EXERCISE MATERIAL —
* * *

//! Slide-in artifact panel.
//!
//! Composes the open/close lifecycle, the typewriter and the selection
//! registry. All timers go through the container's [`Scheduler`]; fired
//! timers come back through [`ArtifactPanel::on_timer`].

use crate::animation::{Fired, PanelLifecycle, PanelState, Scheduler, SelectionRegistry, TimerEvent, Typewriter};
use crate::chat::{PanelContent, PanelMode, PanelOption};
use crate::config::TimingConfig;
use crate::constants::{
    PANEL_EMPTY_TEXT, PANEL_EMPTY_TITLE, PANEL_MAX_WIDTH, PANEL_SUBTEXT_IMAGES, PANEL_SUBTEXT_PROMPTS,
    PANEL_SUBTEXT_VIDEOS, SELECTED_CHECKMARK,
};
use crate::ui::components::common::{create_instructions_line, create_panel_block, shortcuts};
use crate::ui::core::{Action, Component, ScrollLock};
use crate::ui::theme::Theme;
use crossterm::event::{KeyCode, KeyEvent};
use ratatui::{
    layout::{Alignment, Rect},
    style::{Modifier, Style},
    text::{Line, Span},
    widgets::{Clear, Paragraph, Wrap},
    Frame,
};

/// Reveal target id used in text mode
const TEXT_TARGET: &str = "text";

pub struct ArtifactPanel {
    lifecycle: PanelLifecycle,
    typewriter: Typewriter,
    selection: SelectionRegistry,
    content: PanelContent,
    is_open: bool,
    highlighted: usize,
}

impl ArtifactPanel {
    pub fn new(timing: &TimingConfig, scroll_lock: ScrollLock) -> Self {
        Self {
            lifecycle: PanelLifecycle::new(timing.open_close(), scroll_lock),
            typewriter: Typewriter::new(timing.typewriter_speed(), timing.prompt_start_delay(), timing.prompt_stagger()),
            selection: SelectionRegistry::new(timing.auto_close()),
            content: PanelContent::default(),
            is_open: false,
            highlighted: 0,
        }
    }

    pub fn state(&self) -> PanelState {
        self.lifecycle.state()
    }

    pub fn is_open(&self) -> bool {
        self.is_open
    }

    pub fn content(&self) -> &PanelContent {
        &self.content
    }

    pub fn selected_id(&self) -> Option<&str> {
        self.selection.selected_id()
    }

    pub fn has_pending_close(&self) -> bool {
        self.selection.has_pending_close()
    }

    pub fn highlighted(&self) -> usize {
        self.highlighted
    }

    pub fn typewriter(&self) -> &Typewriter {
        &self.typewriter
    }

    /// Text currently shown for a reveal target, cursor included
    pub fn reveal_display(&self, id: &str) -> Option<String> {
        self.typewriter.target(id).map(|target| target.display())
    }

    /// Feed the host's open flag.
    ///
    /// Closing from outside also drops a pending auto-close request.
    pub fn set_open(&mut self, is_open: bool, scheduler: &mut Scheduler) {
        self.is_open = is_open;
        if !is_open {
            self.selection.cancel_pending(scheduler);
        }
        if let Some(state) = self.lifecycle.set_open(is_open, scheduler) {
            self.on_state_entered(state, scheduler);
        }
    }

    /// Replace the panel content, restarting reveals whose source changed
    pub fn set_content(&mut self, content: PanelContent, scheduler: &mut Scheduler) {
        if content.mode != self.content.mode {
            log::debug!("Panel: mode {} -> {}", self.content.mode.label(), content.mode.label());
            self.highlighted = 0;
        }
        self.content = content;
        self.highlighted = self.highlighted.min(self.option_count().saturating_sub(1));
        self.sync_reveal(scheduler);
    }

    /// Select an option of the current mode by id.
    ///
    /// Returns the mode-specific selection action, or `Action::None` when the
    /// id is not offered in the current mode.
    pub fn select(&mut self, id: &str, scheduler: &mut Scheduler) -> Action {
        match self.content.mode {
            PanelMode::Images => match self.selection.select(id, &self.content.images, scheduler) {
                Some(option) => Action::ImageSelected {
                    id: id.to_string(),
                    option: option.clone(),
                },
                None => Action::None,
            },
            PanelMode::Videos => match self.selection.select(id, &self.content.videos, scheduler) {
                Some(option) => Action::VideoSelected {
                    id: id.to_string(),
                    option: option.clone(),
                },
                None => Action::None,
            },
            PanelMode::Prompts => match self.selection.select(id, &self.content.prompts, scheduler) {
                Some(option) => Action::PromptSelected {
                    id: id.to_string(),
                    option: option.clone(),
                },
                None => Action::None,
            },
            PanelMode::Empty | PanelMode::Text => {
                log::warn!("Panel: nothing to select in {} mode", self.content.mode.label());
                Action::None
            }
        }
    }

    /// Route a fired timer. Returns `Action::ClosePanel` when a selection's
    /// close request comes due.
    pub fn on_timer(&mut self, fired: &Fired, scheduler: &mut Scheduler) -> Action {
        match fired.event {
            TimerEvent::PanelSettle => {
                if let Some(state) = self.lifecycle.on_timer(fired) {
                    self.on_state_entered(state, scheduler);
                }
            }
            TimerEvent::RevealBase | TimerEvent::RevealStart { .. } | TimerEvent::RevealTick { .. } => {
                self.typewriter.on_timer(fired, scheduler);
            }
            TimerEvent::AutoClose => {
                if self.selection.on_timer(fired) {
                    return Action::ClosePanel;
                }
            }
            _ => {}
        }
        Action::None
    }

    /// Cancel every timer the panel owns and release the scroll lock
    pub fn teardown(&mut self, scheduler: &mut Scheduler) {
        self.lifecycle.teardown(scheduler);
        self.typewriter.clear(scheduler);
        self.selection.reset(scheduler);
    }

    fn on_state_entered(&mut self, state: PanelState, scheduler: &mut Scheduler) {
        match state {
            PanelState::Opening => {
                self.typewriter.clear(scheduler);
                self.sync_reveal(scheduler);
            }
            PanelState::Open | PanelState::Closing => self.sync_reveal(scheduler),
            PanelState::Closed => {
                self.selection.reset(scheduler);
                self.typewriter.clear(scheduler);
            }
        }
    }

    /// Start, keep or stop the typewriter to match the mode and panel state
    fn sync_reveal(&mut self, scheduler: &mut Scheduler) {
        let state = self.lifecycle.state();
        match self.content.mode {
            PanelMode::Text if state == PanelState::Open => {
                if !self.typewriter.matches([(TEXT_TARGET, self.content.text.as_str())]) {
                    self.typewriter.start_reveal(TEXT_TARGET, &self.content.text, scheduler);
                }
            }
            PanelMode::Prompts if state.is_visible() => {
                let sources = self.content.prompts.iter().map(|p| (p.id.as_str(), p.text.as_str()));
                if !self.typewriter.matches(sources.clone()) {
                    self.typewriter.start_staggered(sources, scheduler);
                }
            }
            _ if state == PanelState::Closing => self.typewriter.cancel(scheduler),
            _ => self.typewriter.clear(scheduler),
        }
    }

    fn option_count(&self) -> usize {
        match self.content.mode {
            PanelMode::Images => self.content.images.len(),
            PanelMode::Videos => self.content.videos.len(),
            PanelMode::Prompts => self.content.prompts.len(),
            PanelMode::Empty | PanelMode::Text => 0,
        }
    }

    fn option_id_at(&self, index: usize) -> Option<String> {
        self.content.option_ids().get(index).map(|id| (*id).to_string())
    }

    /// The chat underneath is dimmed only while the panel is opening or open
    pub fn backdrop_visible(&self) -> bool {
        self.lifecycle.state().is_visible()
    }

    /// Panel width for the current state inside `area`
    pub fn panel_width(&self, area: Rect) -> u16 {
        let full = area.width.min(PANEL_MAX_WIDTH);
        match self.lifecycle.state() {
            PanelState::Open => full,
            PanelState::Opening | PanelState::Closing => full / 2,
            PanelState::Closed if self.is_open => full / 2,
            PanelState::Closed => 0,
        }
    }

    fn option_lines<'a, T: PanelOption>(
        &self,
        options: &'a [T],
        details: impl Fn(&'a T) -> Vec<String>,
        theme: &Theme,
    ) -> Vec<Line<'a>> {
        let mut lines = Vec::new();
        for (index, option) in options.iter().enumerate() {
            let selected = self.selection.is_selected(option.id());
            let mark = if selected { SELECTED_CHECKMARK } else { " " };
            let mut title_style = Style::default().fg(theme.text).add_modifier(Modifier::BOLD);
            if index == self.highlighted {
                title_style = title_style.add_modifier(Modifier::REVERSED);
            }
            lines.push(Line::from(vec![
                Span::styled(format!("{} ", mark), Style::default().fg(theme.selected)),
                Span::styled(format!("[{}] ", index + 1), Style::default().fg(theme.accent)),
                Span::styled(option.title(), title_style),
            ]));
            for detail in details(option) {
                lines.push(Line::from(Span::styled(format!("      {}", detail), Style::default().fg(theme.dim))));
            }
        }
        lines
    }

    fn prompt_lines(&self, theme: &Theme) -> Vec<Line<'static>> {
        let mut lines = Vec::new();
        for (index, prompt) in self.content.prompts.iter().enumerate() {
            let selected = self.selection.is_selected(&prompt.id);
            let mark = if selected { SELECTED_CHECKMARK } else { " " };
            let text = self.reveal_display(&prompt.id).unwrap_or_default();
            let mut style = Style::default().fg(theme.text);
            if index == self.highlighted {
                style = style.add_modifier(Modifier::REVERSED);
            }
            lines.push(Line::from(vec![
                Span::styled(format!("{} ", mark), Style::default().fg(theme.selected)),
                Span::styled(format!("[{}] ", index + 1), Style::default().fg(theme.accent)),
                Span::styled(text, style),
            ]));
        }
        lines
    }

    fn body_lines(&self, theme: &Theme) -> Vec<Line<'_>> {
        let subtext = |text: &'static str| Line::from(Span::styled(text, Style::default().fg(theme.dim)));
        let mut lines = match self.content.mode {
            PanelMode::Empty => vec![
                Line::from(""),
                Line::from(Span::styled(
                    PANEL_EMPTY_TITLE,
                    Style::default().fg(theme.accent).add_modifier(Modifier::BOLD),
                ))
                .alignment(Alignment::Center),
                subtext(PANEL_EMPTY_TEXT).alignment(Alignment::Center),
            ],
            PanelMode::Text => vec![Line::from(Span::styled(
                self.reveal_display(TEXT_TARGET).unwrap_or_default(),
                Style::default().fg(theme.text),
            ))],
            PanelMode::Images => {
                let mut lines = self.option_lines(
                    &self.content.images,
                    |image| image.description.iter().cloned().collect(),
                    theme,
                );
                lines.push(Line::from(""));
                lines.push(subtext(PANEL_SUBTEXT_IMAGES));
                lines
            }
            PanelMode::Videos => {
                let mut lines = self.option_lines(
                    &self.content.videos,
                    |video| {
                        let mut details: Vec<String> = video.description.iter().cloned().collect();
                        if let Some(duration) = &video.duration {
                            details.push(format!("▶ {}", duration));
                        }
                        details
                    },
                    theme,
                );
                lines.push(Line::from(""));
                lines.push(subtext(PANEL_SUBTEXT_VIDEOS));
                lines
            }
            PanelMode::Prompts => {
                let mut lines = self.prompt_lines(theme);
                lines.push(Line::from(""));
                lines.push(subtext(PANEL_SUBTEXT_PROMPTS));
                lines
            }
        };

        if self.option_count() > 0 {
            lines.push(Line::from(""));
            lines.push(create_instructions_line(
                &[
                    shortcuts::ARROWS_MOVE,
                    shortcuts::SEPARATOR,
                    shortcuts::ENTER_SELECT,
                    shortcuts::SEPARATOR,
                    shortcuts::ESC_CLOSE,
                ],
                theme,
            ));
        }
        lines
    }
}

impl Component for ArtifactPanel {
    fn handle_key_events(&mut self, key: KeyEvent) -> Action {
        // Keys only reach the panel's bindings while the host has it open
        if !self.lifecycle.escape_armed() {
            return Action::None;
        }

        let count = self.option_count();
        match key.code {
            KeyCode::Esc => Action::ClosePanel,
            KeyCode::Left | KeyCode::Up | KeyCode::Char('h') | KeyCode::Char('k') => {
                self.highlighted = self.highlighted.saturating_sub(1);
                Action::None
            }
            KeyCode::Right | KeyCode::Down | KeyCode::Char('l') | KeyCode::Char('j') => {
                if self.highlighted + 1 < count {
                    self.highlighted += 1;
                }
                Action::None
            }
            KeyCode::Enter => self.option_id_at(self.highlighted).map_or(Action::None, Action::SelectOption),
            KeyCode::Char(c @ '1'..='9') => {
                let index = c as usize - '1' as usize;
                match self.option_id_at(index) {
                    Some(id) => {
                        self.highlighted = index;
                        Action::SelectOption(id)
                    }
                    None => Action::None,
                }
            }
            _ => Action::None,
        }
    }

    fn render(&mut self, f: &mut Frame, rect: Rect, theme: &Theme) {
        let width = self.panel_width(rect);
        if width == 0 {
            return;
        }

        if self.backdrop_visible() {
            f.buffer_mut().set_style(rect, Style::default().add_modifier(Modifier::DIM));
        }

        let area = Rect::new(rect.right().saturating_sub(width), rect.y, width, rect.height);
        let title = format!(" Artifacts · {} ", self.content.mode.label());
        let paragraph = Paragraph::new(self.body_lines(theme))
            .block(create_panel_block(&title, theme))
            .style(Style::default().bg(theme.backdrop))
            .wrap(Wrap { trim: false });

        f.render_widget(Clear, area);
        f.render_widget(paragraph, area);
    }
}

* * *

WHAT YOU HAVE TO DO —
Lines from the first one above through the line containing "pub fn has_pending_close(&self)" are to be retyped exactly, both included, and nothing more.

RESPONSE BELOW —
//! Slide-in artifact panel.
//!
//! Composes the open/close lifecycle, the typewriter and the selection
//! registry. All timers go through the container's [`Scheduler`]; fired
//! timers come back through [`ArtifactPanel::on_timer`].

use crate::animation::{Fired, PanelLifecycle, PanelState, Scheduler, SelectionRegistry, TimerEvent, Typewriter};
use crate::chat::{PanelContent, PanelMode, PanelOption};
use crate::config::TimingConfig;
use crate::constants::{
    PANEL_EMPTY_TEXT, PANEL_EMPTY_TITLE, PANEL_MAX_WIDTH, PANEL_SUBTEXT_IMAGES, PANEL_SUBTEXT_PROMPTS,
    PANEL_SUBTEXT_VIDEOS, SELECTED_CHECKMARK,
};
use crate::ui::components::common::{create_instructions_line, create_panel_block, shortcuts};
use crate::ui::core::{Action, Component, ScrollLock};
use crate::ui::theme::Theme;
use crossterm::event::{KeyCode, KeyEvent};
use ratatui::{
    layout::{Alignment, Rect},
    style::{Modifier, Style},
    text::{Line, Span},
    widgets::{Clear, Paragraph, Wrap},
    Frame,
};

/// Reveal target id used in text mode
const TEXT_TARGET: &str = "text";

pub struct ArtifactPanel {
    lifecycle: PanelLifecycle,
    typewriter: Typewriter,
    selection: SelectionRegistry,
    content: PanelContent,
    is_open: bool,
    highlighted: usize,
}

impl ArtifactPanel {
    pub fn new(timing: &TimingConfig, scroll_lock: ScrollLock) -> Self {
        Self {
            lifecycle: PanelLifecycle::new(timing.open_close(), scroll_lock),
            typewriter: Typewriter::new(timing.typewriter_speed(), timing.prompt_start_delay(), timing.prompt_stagger()),
            selection: SelectionRegistry::new(timing.auto_close()),
            content: PanelContent::default(),
            is_open: false,
            highlighted: 0,
        }
    }

    pub fn state(&self) -> PanelState {
        self.lifecycle.state()
    }

    pub fn is_open(&self) -> bool {
        self.is_open
    }

    pub fn content(&self) -> &PanelContent {
        &self.content
    }

    pub fn selected_id(&self) -> Option<&str> {
        self.selection.selected_id()
    }

    pub fn has_pending_close(&self) -> bool {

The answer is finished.